Lok's body still ripples with impact as the camera cuts, at a right angle again, to a closer shot, emphasising Lok's overwrought reactions and clownish grimmaces. Again, in pantomime slapstick mode, the villain looks at his fist, spits on it and winds up to punch Lok in the face. With a look of mad panic, Lok drops down out of the bottom of the frame, escaping the clutches of the man holding him, who unwittingly takes the telegraphed blow of his opponent.


Conclusions

The fight, of course, carries on. Comic close-up reaction shots show us the two attackers bemoaning their fate, the first looking bemusedly at his fist and the second rubbing his nose, before the sequence turns once again to acrobatic violence. This continues to be depicted with the same mixture of mobile hand-held camerawork, rapidly shifting point of view, snap zooms in and out (mainly out, blending a reaction shot registering impact into the continuation of combat), with longer shots used to showcase virtuoso leaps, spins and flying kicks and mid-shots allowing the maximum impact of flailing arms and punches to the body. There's an extreme mobility of performers across the space delineated in the shots, constantly changing direction. Fighting and slapstick alternate, mixing pain and laughter, courting inconsistency and fragmentation. Operatic reactions are telegraphed to the audience. Good taste or measure is given up in order to pile on kinetic and kinasthetic effects and to elicit 'Carpenter effect' responses from the audience. The theatricality and artificiality of the style are underscored by the soundtrack – dramatic music and the percussive special effects of thwacks, whooshes, yelps and thuds that accompany the action. The affective register here is a piling on of excess on top of excess, sunk deeply into both viewers' and performers' bodies. The technical effects of cinema used here seem calculated to further exaggerate this load that the body takes on within representation.

All this of course, may offer what is hopefully a fairly convincing 'match' between the use of body and cinematic apparatus in the kung fu film and qualities that might be described as 'hysterical'. But this in itself can only be a part of an analysis – it is far from exploring what such a match might mean. If we are dealing with 'hysteria' in some form, what might be the repressed trauma or desire at stake within these representations? Why might hysteria be a useful concept in thinking about these films? What might it actually explain about them, rather than simply offering or fleshing out a descriptive term for their qualities? All this, of course, is beyond what I can deal with here today...


Notes


[1] Bhaskar Sarkar, 'Hong Kong Hysteria: Martial Arts Tales from a Mutating World', in Esther C M Yau (ed.), At Full Speed: Hong Kong Cinema in a Borderless World (Minneapolis: University of Minnesota Press, 2001), pp. 159–176; Mark Gallagher, 'Masculinity in Transition: Jackie Chan's Star Text', Velvet Light Trap 39 (Spring 1997), pp. 23–41.

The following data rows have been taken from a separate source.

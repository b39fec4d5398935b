//! ANSI/SGR/OSC/CSI stripping, and the OSC 9;4 progress pre-strip path.

use once_cell::sync::Lazy;
use regex::Regex;

/// Matches CSI sequences (`ESC [ ... <final byte>`), OSC sequences
/// (`ESC ] ... BEL` or `ESC ] ... ESC \`), and lone two-byte escapes.
static ANSI_RE: Lazy<Regex> = Lazy::new(|| {
    Regex::new(r"(?x)
        \x1b\[[0-9;?]*[ -/]*[@-~]   # CSI ... final byte
        |\x1b\][^\x07\x1b]*(?:\x07|\x1b\\)  # OSC ... BEL or ST
        |\x1b[@-Z\\-_]              # two-byte escapes
    ")
    .expect("static ANSI regex must compile")
});

/// OSC 9;4 progress sequence: `ESC ] 9 ; 4 ; <state> ; <value> BEL`.
static OSC_9_4_RE: Lazy<Regex> = Lazy::new(|| {
    Regex::new(r"\x1b\]9;4;(\d);(\d+)(?:\x07|\x1b\\)").expect("static OSC 9;4 regex must compile")
});

/// Strip ANSI/SGR/OSC/CSI escape sequences from a line.
pub fn strip_ansi(line: &str) -> String {
    ANSI_RE.replace_all(line, "").into_owned()
}

/// Progress state encoded in an OSC 9;4 sequence.
#[derive(Debug, Clone, Copy, PartialEq, Eq, serde::Serialize)]
pub enum ProgressState {
    Remove,
    Normal,
    Error,
    Indeterminate,
}

/// Detect an OSC 9;4 progress report on raw (pre-strip) bytes. Must run
/// before ANSI stripping because stripping would erase the sequence.
pub fn find_osc_9_4(raw: &str) -> Option<(ProgressState, u8)> {
    let caps = OSC_9_4_RE.captures(raw)?;
    let state = match caps.get(1)?.as_str() {
        "0" => ProgressState::Remove,
        "1" => ProgressState::Normal,
        "2" => ProgressState::Error,
        "3" => ProgressState::Indeterminate,
        _ => return None,
    };
    let value: u32 = caps.get(2)?.as_str().parse().ok()?;
    #[allow(clippy::cast_possible_truncation)]
    let clamped = value.min(100) as u8;
    Some((state, clamped))
}

#[cfg(test)]
mod tests {
    use super::*;

    #[test]
    fn strips_csi_color_codes() {
        let input = "\x1b[31mred text\x1b[0m";
        assert_eq!(strip_ansi(input), "red text");
    }

    #[test]
    fn osc_9_4_detected_before_stripping() {
        let raw = "\x1b]9;4;1;37\x07";
        let (state, value) = find_osc_9_4(raw).expect("should match");
        assert_eq!(state, ProgressState::Normal);
        assert_eq!(value, 37);
    }

    #[test]
    fn osc_9_4_absent_returns_none() {
        assert!(find_osc_9_4("plain line").is_none());
    }
}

[2] Pierre Janet, cited in Elizabeth Bronfen, The Knotted Subject: Hysteria and Its Discontents (Princeton, NJ: Princeton University Press, 1998), p. 58.

[3] Jean Baudrillard, 'The Ecstasy of Communication', in Hal Foster (ed.), The Anti-Aesthetic: Essays in Postmodern Culture (Seattle: Bay Press, 1983), p. 132.

[4] Bronfen, Knotted Subject, pp. 180–1.

[5] Bronfen, Knotted Subject, pp. 181.

[6] Allon White, 'Hyseria and the End of Carnival: Festivity and Bourgeois Neurosis', in Nancy Armstrong and Leonard Tennenhouse (eds.), The Violence of Representation: Literature and the History of Violence (London: Routledge, 1989), pp. 157–170.

[7] See Luke White, 'A "Narrow World, Strewn with Prohibitions": Chang Cheh's The Assassin and the 1967 Hong Kong Riots', Asian Cinema 26.1 (2015), p. 92. (Full article: pp. 79–98.)

[8] David Bordwell, 'Aesthetics in Action: Kungfu, Gunplay and Cinematic Expressivity', in Yau (ed.), At Full Speed, pp. 74–6. (Full essay: pp. 73–94.)